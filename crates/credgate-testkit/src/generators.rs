//! Proptest generators for property-based testing.

use proptest::prelude::*;

use credgate_core::{CredentialType, Hash32, Principal, MAX_DURATION, MIN_DURATION};

/// Generate a random principal.
pub fn principal() -> impl Strategy<Value = Principal> {
    any::<[u8; 32]>().prop_map(Principal::from_bytes)
}

/// Two different principals.
pub fn distinct_principals() -> impl Strategy<Value = (Principal, Principal)> {
    (principal(), principal()).prop_filter("principals must differ", |(a, b)| a != b)
}

/// Generate any hash, the zero hash included.
pub fn hash32() -> impl Strategy<Value = Hash32> {
    any::<[u8; 32]>().prop_map(Hash32)
}

/// Generate a hash accepted wherever a hash argument is required.
pub fn nonzero_hash() -> impl Strategy<Value = Hash32> {
    hash32().prop_filter("zero hash is rejected", |h| !h.is_zero())
}

/// Generate a credential label.
pub fn label() -> impl Strategy<Value = String> {
    "[A-Z][A-Za-z_]{2,23}".prop_map(String::from)
}

pub fn credential_type() -> impl Strategy<Value = CredentialType> {
    label().prop_map(|l| CredentialType::from_label(&l))
}

/// A consent duration inside the allowed window, bounds included.
pub fn valid_duration() -> impl Strategy<Value = u64> {
    prop_oneof![
        Just(MIN_DURATION),
        Just(MAX_DURATION),
        MIN_DURATION..=MAX_DURATION,
    ]
}

/// A positive consent duration outside the allowed window.
pub fn invalid_duration() -> impl Strategy<Value = u64> {
    prop_oneof![
        Just(MIN_DURATION - 1),
        Just(MAX_DURATION + 1),
        1u64..MIN_DURATION,
        (MAX_DURATION + 1)..=(MAX_DURATION * 4),
    ]
}

/// Parameters for one grant between two distinct parties.
#[derive(Debug, Clone)]
pub struct GrantParams {
    pub owner: String,
    pub requester: String,
    pub label: String,
    pub duration: u64,
}

impl Arbitrary for GrantParams {
    type Parameters = ();
    type Strategy = BoxedStrategy<Self>;

    fn arbitrary_with(_: Self::Parameters) -> Self::Strategy {
        ("[a-z]{3,12}", "[a-z]{3,12}", label(), valid_duration())
            .prop_filter("owner and requester must differ", |(o, r, _, _)| o != r)
            .prop_map(|(owner, requester, label, duration)| GrantParams {
                owner,
                requester,
                label,
                duration,
            })
            .boxed()
    }
}
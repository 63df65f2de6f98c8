//! Strong type definitions for credgate.
//!
//! All identifiers are newtypes to prevent misuse at compile time: a
//! credential type can't be passed where a principal is expected.

use serde::{Deserialize, Serialize};
use std::fmt;

use crate::crypto::Hash32;

/// Unix time in seconds.
pub type Timestamp = u64;

/// An opaque, globally unique actor identifier (e.g. a public key).
#[derive(Clone, Copy, PartialEq, Eq, Hash, PartialOrd, Ord, Serialize, Deserialize)]
pub struct Principal(pub [u8; 32]);

impl Principal {
    /// Create from raw bytes.
    pub const fn from_bytes(bytes: [u8; 32]) -> Self {
        Self(bytes)
    }

    /// Derive a principal from a human-readable name.
    ///
    /// Handy for fixtures and local tooling. Production principals are keys.
    pub fn from_name(name: &str) -> Self {
        Self(Hash32::digest(name.as_bytes()).0)
    }

    /// Get the raw bytes.
    pub const fn as_bytes(&self) -> &[u8; 32] {
        &self.0
    }

    /// Convert to hex string.
    pub fn to_hex(&self) -> String {
        hex::encode(self.0)
    }

    /// Parse from hex string.
    pub fn from_hex(s: &str) -> Result<Self, hex::FromHexError> {
        Hash32::from_hex(s).map(|h| Self(h.0))
    }
}

impl fmt::Debug for Principal {
    fn fmt(&self, f: &mut fmt::Formatter<'_>) -> fmt::Result {
        write!(f, "Principal({})", &self.to_hex()[..16])
    }
}

impl fmt::Display for Principal {
    fn fmt(&self, f: &mut fmt::Formatter<'_>) -> fmt::Result {
        write!(f, "{}", &self.to_hex()[..16])
    }
}

impl From<[u8; 32]> for Principal {
    fn from(bytes: [u8; 32]) -> Self {
        Self(bytes)
    }
}

impl TryFrom<&[u8]> for Principal {
    type Error = std::array::TryFromSliceError;

    fn try_from(slice: &[u8]) -> Result<Self, Self::Error> {
        let arr: [u8; 32] = slice.try_into()?;
        Ok(Self(arr))
    }
}

/// The kind of credential a record holds, e.g. `Bachelor_Diploma`.
///
/// Stored as the hash of its label so types are fixed-width and opaque.
#[derive(Clone, Copy, PartialEq, Eq, Hash, PartialOrd, Ord, Serialize, Deserialize)]
pub struct CredentialType(pub Hash32);

impl CredentialType {
    /// Hash a human-readable label into a credential type.
    pub fn from_label(label: &str) -> Self {
        Self(Hash32::digest(label.as_bytes()))
    }

    /// Create from raw bytes.
    pub const fn from_bytes(bytes: [u8; 32]) -> Self {
        Self(Hash32(bytes))
    }

    /// Get the raw bytes.
    pub const fn as_bytes(&self) -> &[u8; 32] {
        &self.0 .0
    }

    /// Get the underlying hash.
    pub const fn hash(&self) -> Hash32 {
        self.0
    }
}

impl fmt::Debug for CredentialType {
    fn fmt(&self, f: &mut fmt::Formatter<'_>) -> fmt::Result {
        write!(f, "CredentialType({})", &self.0.to_hex()[..16])
    }
}

impl fmt::Display for CredentialType {
    fn fmt(&self, f: &mut fmt::Formatter<'_>) -> fmt::Result {
        write!(f, "{}", &self.0.to_hex()[..16])
    }
}

impl From<Hash32> for CredentialType {
    fn from(hash: Hash32) -> Self {
        Self(hash)
    }
}

#[cfg(test)]
mod tests {
    use super::*;

    #[test]
    fn test_principal_from_name_is_stable() {
        assert_eq!(Principal::from_name("alice"), Principal::from_name("alice"));
        assert_ne!(Principal::from_name("alice"), Principal::from_name("bob"));
    }

    #[test]
    fn test_principal_hex_roundtrip() {
        let p = Principal::from_bytes([0x11; 32]);
        assert_eq!(Principal::from_hex(&p.to_hex()).unwrap(), p);
    }

    #[test]
    fn test_principal_display() {
        let p = Principal::from_bytes([0xab; 32]);
        assert_eq!(format!("{}", p), "abababababababab");
    }

    #[test]
    fn test_credential_type_from_label() {
        let diploma = CredentialType::from_label("Bachelor_Diploma");
        assert_eq!(diploma.hash(), Hash32::digest(b"Bachelor_Diploma"));
        assert_ne!(diploma, CredentialType::from_label("Master_Diploma"));
    }
}
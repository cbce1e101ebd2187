//! Artifact storage.
//!
//! Uploaded images, previews and job results live on the filesystem under a
//! configurable root, each with a JSON metadata sidecar. Artifacts expire
//! after a TTL; the cleanup pass runs at startup and periodically.

mod error;
mod fs_store;
mod traits;
mod types;

pub use error::ArtifactError;
pub use fs_store::FsArtifactStore;
pub use traits::ArtifactStore;
pub use types::{ArtifactMetadata, StoredArtifact};
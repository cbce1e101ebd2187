//! Filesystem-backed artifact store.

use async_trait::async_trait;
use chrono::{DateTime, Duration, Utc};
use image::{DynamicImage, ImageFormat};
use sha2::{Digest, Sha256};
use std::io::Cursor;
use std::path::{Path, PathBuf};
use tokio::fs;
use tracing::{debug, info, warn};
use uuid::Uuid;

use crate::config::StorageConfig;

use super::error::ArtifactError;
use super::traits::ArtifactStore;
use super::types::{ArtifactMetadata, StoredArtifact};

const UPLOADS_DIR: &str = "uploads";
const PREVIEWS_DIR: &str = "previews";
const RESULTS_DIR: &str = "results";
const METADATA_SUFFIX: &str = ".json";

const ALLOWED_MIME: &[&str] = &["image/png", "image/jpeg", "image/jpg", "image/webp"];

/// Filesystem artifact store with TTL-based expiry.
pub struct FsArtifactStore {
    config: StorageConfig,
}

impl FsArtifactStore {
    /// Creates the store and its directory layout.
    pub async fn new(config: StorageConfig) -> Result<Self, ArtifactError> {
        let store = Self { config };
        for dir in [store.uploads_dir(), store.previews_dir(), store.results_dir()] {
            fs::create_dir_all(&dir).await?;
        }
        Ok(store)
    }

    pub fn root(&self) -> &Path {
        &self.config.root
    }

    pub fn max_upload_bytes(&self) -> u64 {
        self.config.max_upload_bytes
    }

    fn uploads_dir(&self) -> PathBuf {
        self.config.root.join(UPLOADS_DIR)
    }

    fn previews_dir(&self) -> PathBuf {
        self.config.root.join(PREVIEWS_DIR)
    }

    fn results_dir(&self) -> PathBuf {
        self.config.root.join(RESULTS_DIR)
    }

    fn extension_for(content_type: &str) -> &'static str {
        match content_type {
            "image/jpeg" | "image/jpg" => ".jpg",
            "image/webp" => ".webp",
            _ => ".png",
        }
    }

    async fn write_metadata(
        dir: &Path,
        key: &str,
        metadata: &ArtifactMetadata,
    ) -> Result<(), ArtifactError> {
        let json = serde_json::to_string_pretty(metadata)
            .map_err(|e| ArtifactError::CorruptMetadata(e.to_string()))?;
        fs::write(dir.join(format!("{key}{METADATA_SUFFIX}")), json).await?;
        Ok(())
    }

    async fn load_metadata(dir: &Path, key: &str) -> Result<ArtifactMetadata, ArtifactError> {
        let path = dir.join(format!("{key}{METADATA_SUFFIX}"));
        let json = match fs::read_to_string(&path).await {
            Ok(json) => json,
            Err(e) if e.kind() == std::io::ErrorKind::NotFound => {
                return Err(ArtifactError::NotFound(key.to_string()))
            }
            Err(e) => return Err(ArtifactError::Io(e)),
        };
        serde_json::from_str(&json).map_err(|e| ArtifactError::CorruptMetadata(e.to_string()))
    }

    /// Validates and stores an uploaded image.
    pub async fn save_upload(
        &self,
        original_filename: Option<&str>,
        content_type: &str,
        bytes: Vec<u8>,
    ) -> Result<StoredArtifact, ArtifactError> {
        if bytes.is_empty() {
            return Err(ArtifactError::EmptyUpload);
        }
        if bytes.len() as u64 > self.config.max_upload_bytes {
            return Err(ArtifactError::TooLarge {
                limit_bytes: self.config.max_upload_bytes,
            });
        }
        if !ALLOWED_MIME.contains(&content_type) {
            return Err(ArtifactError::UnsupportedMediaType(content_type.to_string()));
        }
        // Reject payloads that only claim to be images.
        if image::load_from_memory(&bytes).is_err() {
            return Err(ArtifactError::InvalidImage);
        }

        let id = Uuid::new_v4().simple().to_string();
        let saved_filename = format!("{id}{}", Self::extension_for(content_type));
        let path = self.uploads_dir().join(&saved_filename);
        let size = bytes.len() as u64;
        let sha256 = format!("{:x}", Sha256::digest(&bytes));
        let created_at = Utc::now();

        fs::write(&path, &bytes).await?;

        let metadata = ArtifactMetadata {
            id: id.clone(),
            filename: original_filename.unwrap_or(&saved_filename).to_string(),
            saved_filename: saved_filename.clone(),
            content_type: content_type.to_string(),
            size,
            sha256,
            created_at,
        };
        Self::write_metadata(&self.uploads_dir(), &id, &metadata).await?;

        debug!(artifact_id = %id, size, "stored upload");

        Ok(StoredArtifact {
            id,
            path,
            filename: metadata.filename,
            content_type: metadata.content_type,
            size,
            created_at,
            url: format!("/media/{UPLOADS_DIR}/{saved_filename}"),
        })
    }

    /// Stores a downscaled preview image, returning its public URL path.
    pub async fn save_preview(
        &self,
        artifact_id: &str,
        image: &DynamicImage,
    ) -> Result<String, ArtifactError> {
        let key = format!("{artifact_id}_preview");
        let saved_filename = format!("{key}.png");
        let path = self.previews_dir().join(&saved_filename);

        let to_encode = image.clone();
        let encoded = tokio::task::spawn_blocking(move || {
            let mut buf = Cursor::new(Vec::new());
            to_encode
                .write_to(&mut buf, ImageFormat::Png)
                .map(|_| buf.into_inner())
        })
        .await
        .map_err(|e| {
            ArtifactError::Io(std::io::Error::other(format!("encode task failed: {e}")))
        })?
        .map_err(ArtifactError::EncodeFailed)?;

        let size = encoded.len() as u64;
        let sha256 = format!("{:x}", Sha256::digest(&encoded));
        fs::write(&path, &encoded).await?;

        let metadata = ArtifactMetadata {
            id: key.clone(),
            filename: saved_filename.clone(),
            saved_filename: saved_filename.clone(),
            content_type: "image/png".to_string(),
            size,
            sha256,
            created_at: Utc::now(),
        };
        Self::write_metadata(&self.previews_dir(), &key, &metadata).await?;

        Ok(format!("/media/{PREVIEWS_DIR}/{saved_filename}"))
    }

    /// Resolves a completed job's output file for download.
    pub async fn result_path(&self, job_id: &str) -> Result<PathBuf, ArtifactError> {
        let metadata = Self::load_metadata(&self.results_dir(), job_id).await?;
        let path = self.results_dir().join(&metadata.saved_filename);
        if !fs::try_exists(&path).await.unwrap_or(false) {
            return Err(ArtifactError::NotFound(job_id.to_string()));
        }
        Ok(path)
    }

    /// Removes artifacts older than the configured TTL. Returns how many
    /// files were deleted.
    pub async fn cleanup_expired(&self, now: DateTime<Utc>) -> Result<usize, ArtifactError> {
        let threshold = now - Duration::hours(self.config.ttl_hours as i64);
        let mut removed = 0usize;

        for dir in [self.uploads_dir(), self.previews_dir(), self.results_dir()] {
            let mut entries = fs::read_dir(&dir).await?;
            while let Some(entry) = entries.next_entry().await? {
                let path = entry.path();
                if path.extension().and_then(|e| e.to_str()) != Some("json") {
                    continue;
                }
                let Some(key) = path.file_stem().and_then(|s| s.to_str()) else {
                    continue;
                };
                let metadata = match Self::load_metadata(&dir, key).await {
                    Ok(m) => m,
                    Err(e) => {
                        warn!(?path, error = %e, "skipping unreadable sidecar");
                        continue;
                    }
                };
                if metadata.created_at >= threshold {
                    continue;
                }
                let image_path = dir.join(&metadata.saved_filename);
                if fs::remove_file(&image_path).await.is_ok() {
                    removed += 1;
                }
                let _ = fs::remove_file(&path).await;
            }
        }

        if removed > 0 {
            info!(removed, "expired artifacts removed");
        }
        Ok(removed)
    }
}

#[async_trait]
impl ArtifactStore for FsArtifactStore {
    async fn resolve(&self, artifact_id: &str) -> Result<StoredArtifact, ArtifactError> {
        let metadata = Self::load_metadata(&self.uploads_dir(), artifact_id).await?;
        let path = self.uploads_dir().join(&metadata.saved_filename);
        if !fs::try_exists(&path).await.unwrap_or(false) {
            return Err(ArtifactError::NotFound(artifact_id.to_string()));
        }
        Ok(StoredArtifact {
            id: metadata.id,
            path,
            filename: metadata.filename,
            content_type: metadata.content_type,
            size: metadata.size,
            created_at: metadata.created_at,
            url: format!("/media/{UPLOADS_DIR}/{}", metadata.saved_filename),
        })
    }

    async fn persist_result(
        &self,
        job_id: &str,
        image: &DynamicImage,
    ) -> Result<String, ArtifactError> {
        let saved_filename = format!("{job_id}.png");
        let path = self.results_dir().join(&saved_filename);

        // PNG encoding is CPU work; keep it off the async scheduler.
        let to_encode = image.clone();
        let encoded = tokio::task::spawn_blocking(move || {
            let mut buf = Cursor::new(Vec::new());
            to_encode
                .write_to(&mut buf, ImageFormat::Png)
                .map(|_| buf.into_inner())
        })
        .await
        .map_err(|e| {
            ArtifactError::Io(std::io::Error::other(format!("encode task failed: {e}")))
        })?
        .map_err(ArtifactError::EncodeFailed)?;

        let size = encoded.len() as u64;
        let sha256 = format!("{:x}", Sha256::digest(&encoded));
        fs::write(&path, &encoded).await?;

        let metadata = ArtifactMetadata {
            id: job_id.to_string(),
            filename: saved_filename.clone(),
            saved_filename: saved_filename.clone(),
            content_type: "image/png".to_string(),
            size,
            sha256,
            created_at: Utc::now(),
        };
        Self::write_metadata(&self.results_dir(), job_id, &metadata).await?;

        debug!(job_id, size, "stored result");
        Ok(format!("/media/{RESULTS_DIR}/{saved_filename}"))
    }
}
pub mod artifacts;
pub mod config;
pub mod engine;
pub mod jobs;
pub mod testing;

pub use artifacts::{ArtifactError, ArtifactStore, FsArtifactStore, StoredArtifact};
pub use config::{
    load_config, load_config_from_str, validate_config, Config, ConfigError, EngineConfig,
    SanitizedConfig, ServerConfig, StorageConfig,
};
pub use engine::{
    canonical_operation_id, list_operations, prepare_params, requires_reference, EngineError,
    ImageEngine, MetricMap, OperationSpec, OpsEngine,
};
pub use jobs::{Job, JobError, JobOrchestrator, JobSnapshot, JobStatus, JobSubscription};
pub mod handlers;
pub mod jobs;
pub mod middleware;
pub mod process;
pub mod routes;
pub mod uploads;
pub mod ws;

pub use routes::create_router;

use serde::Serialize;

/// Error payload shared by all API endpoints.
#[derive(Debug, Serialize)]
pub struct ErrorResponse {
    pub error: String,
}

impl ErrorResponse {
    pub fn new(message: impl Into<String>) -> Self {
        Self {
            error: message.into(),
        }
    }
}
- - -
▶ [TASK BRIEF] Filter the entries above down to the lines containing the word "consent".

▶ [SOLUTION]
/// A consent duration inside the allowed window, bounds included.
/// A positive consent duration outside the allowed window.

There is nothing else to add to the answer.